Work instruction: Below are records; copy every line in them that holds the word "when".

Excerpted records:

use std::path::PathBuf;

use clap::{Parser, Subcommand};

/// cerberus — multi-reviewer PR gate
#[derive(Parser, Debug)]
#[command(name = "cerberus", version, about)]
pub struct Cli {
    /// Path to the cerberus config document
    #[arg(long, global = true, default_value = ".cerberus/cerberus.toml")]
    pub config: String,

    #[command(subcommand)]
    pub command: Command,
}

#[derive(Subcommand, Debug)]
pub enum Command {
    /// Expand the reviewer roster into the task list for a CI matrix
    Matrix {
        /// Restrict to one wave's reviewers
        #[arg(long)]
        wave: Option<String>,

        /// Model tier chosen by the complexity router (flash/standard/pro)
        #[arg(long)]
        tier: Option<String>,
    },

    /// Run one reviewer against a diff and write its verdict artifact
    Review {
        /// Perspective to review from (must exist in the roster)
        #[arg(long)]
        perspective: String,

        /// Path to the PR diff file
        #[arg(long)]
        diff: PathBuf,

        /// Directory for artifacts (verdict, descriptor, stderr log)
        #[arg(long)]
        out: PathBuf,

        #[arg(long)]
        wave: Option<String>,

        #[arg(long)]
        tier: Option<String>,

        /// Action-level model override (wins over every pool)
        #[arg(long)]
        model: Option<String>,

        /// Total wall-clock budget in seconds (default from config)
        #[arg(long)]
        timeout: Option<u64>,

        /// Consumer checkout the reviewer CLI runs in
        #[arg(long, default_value = ".")]
        workspace: PathBuf,

        /// Directory of prompt template overrides
        #[arg(long)]
        prompts_dir: Option<String>,

        #[arg(long, default_value = "")]
        pr_title: String,

        #[arg(long, default_value = "")]
        pr_author: String,

        /// File holding the PR body (may contain anything)
        #[arg(long)]
        pr_body_file: Option<PathBuf>,

        #[arg(long, default_value = "main")]
        base_branch: String,

        #[arg(long, default_value = "")]
        head_branch: String,
    },

    /// Join all reviewer verdicts into the cerberus verdict
    Aggregate {
        /// Directory holding `<perspective>.verdict.json` artifacts
        #[arg(long)]
        artifacts: PathBuf,

        /// PR snapshot JSON (head sha, comments, permissions)
        #[arg(long, conflicts_with = "pr")]
        comments: Option<PathBuf>,

        /// Live PR number (uses the gh CLI)
        #[arg(long)]
        pr: Option<u64>,

        #[arg(long)]
        wave: Option<String>,

        #[arg(long)]
        tier: Option<String>,

        /// Write the CerberusVerdict JSON here (stdout when omitted)
        #[arg(long)]
        out: Option<PathBuf>,

        /// Upsert the rendered verdict comment through the PR state
        #[arg(long)]
        post: bool,

        /// Exit 1 when the cerberus verdict is FAIL
        #[arg(long)]
        fail_on_verdict: bool,

        /// Exit 1 when the cerberus verdict is SKIP
        #[arg(long)]
        fail_on_skip: bool,
    },

    /// Decide whether the triage loop runs, and in which mode
    Triage {
        /// Trigger type: pr, comment, or schedule
        #[arg(long)]
        trigger: String,

        /// HEAD commit sha
        #[arg(long)]
        head: String,

        /// HEAD commit message (for the [triage] loop breaker)
        #[arg(long, default_value = "")]
        head_message: String,

        #[arg(long, conflicts_with = "pr")]
        comments: Option<PathBuf>,

        #[arg(long)]
        pr: Option<u64>,

        /// Requested mode: diagnose or fix
        #[arg(long, default_value = "fix")]
        mode: String,

        /// Head repository is a fork of the target
        #[arg(long)]
        fork: bool,

        /// Workspace is not a true git checkout
        #[arg(long)]
        not_git: bool,
    },
}

#[cfg(test)]
mod tests {
    use super::*;

    #[test]
    fn parse_matrix() {
        let cli = Cli::parse_from(["cerberus", "matrix", "--wave", "wave1", "--tier", "flash"]);
        match cli.command {
            Command::Matrix { wave, tier } => {
                assert_eq!(wave.as_deref(), Some("wave1"));
                assert_eq!(tier.as_deref(), Some("flash"));
            }
            _ => panic!("expected matrix"),
        }
        assert_eq!(cli.config, ".cerberus/cerberus.toml");
    }

    #[test]
    fn parse_review_required_flags() {
        let cli = Cli::parse_from([
            "cerberus",
            "review",
            "--perspective",
            "security",
            "--diff",
            "/tmp/pr.diff",
            "--out",
            "/tmp/out",
        ]);
        match cli.command {
            Command::Review {
                perspective,
                diff,
                out,
                workspace,
                base_branch,
                ..
            } => {
                assert_eq!(perspective, "security");
                assert_eq!(diff, PathBuf::from("/tmp/pr.diff"));
                assert_eq!(out, PathBuf::from("/tmp/out"));
                assert_eq!(workspace, PathBuf::from("."));
                assert_eq!(base_branch, "main");
            }
            _ => panic!("expected review"),
        }
    }

    #[test]
    fn review_missing_perspective_rejected() {
        let result = Cli::try_parse_from(["cerberus", "review", "--diff", "d", "--out", "o"]);
        assert!(result.is_err());
    }

    #[test]
    fn parse_aggregate_flags() {
        let cli = Cli::parse_from([
            "cerberus",
            "aggregate",
            "--artifacts",
            "/tmp/artifacts",
            "--comments",
            "/tmp/pr.json",
            "--fail-on-verdict",
        ]);
        match cli.command {
            Command::Aggregate {
                artifacts,
                comments,
                fail_on_verdict,
                fail_on_skip,
                post,
                ..
            } => {
                assert_eq!(artifacts, PathBuf::from("/tmp/artifacts"));
                assert_eq!(comments, Some(PathBuf::from("/tmp/pr.json")));
                assert!(fail_on_verdict);
                assert!(!fail_on_skip);
                assert!(!post);
            }
            _ => panic!("expected aggregate"),
        }
    }

    #[test]
    fn aggregate_comments_conflicts_with_pr() {
        let result = Cli::try_parse_from([
            "cerberus",
            "aggregate",
            "--artifacts",
            "a",
            "--comments",
            "c",
            "--pr",
            "7",
        ]);
        assert!(result.is_err());
    }

    #[test]
    fn parse_triage_defaults() {
        let cli = Cli::parse_from([
            "cerberus",
            "triage",
            "--trigger",
            "pr",
            "--head",
            "abc1234",
        ]);
        match cli.command {
            Command::Triage {
                trigger,
                head,
                mode,
                fork,
                not_git,
                ..
            } => {
                assert_eq!(trigger, "pr");
                assert_eq!(head, "abc1234");
                assert_eq!(mode, "fix");
                assert!(!fork);
                assert!(!not_git);
            }
            _ => panic!("expected triage"),
        }
    }

    #[test]
    fn global_config_flag_after_subcommand() {
        let cli = Cli::parse_from(["cerberus", "matrix", "--config", "/etc/cerberus.toml"]);
        assert_eq!(cli.config, "/etc/cerberus.toml");
    }
}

Exercise response:
        /// Write the CerberusVerdict JSON here (stdout when omitted)
        /// Exit 1 when the cerberus verdict is FAIL
        /// Exit 1 when the cerberus verdict is SKIP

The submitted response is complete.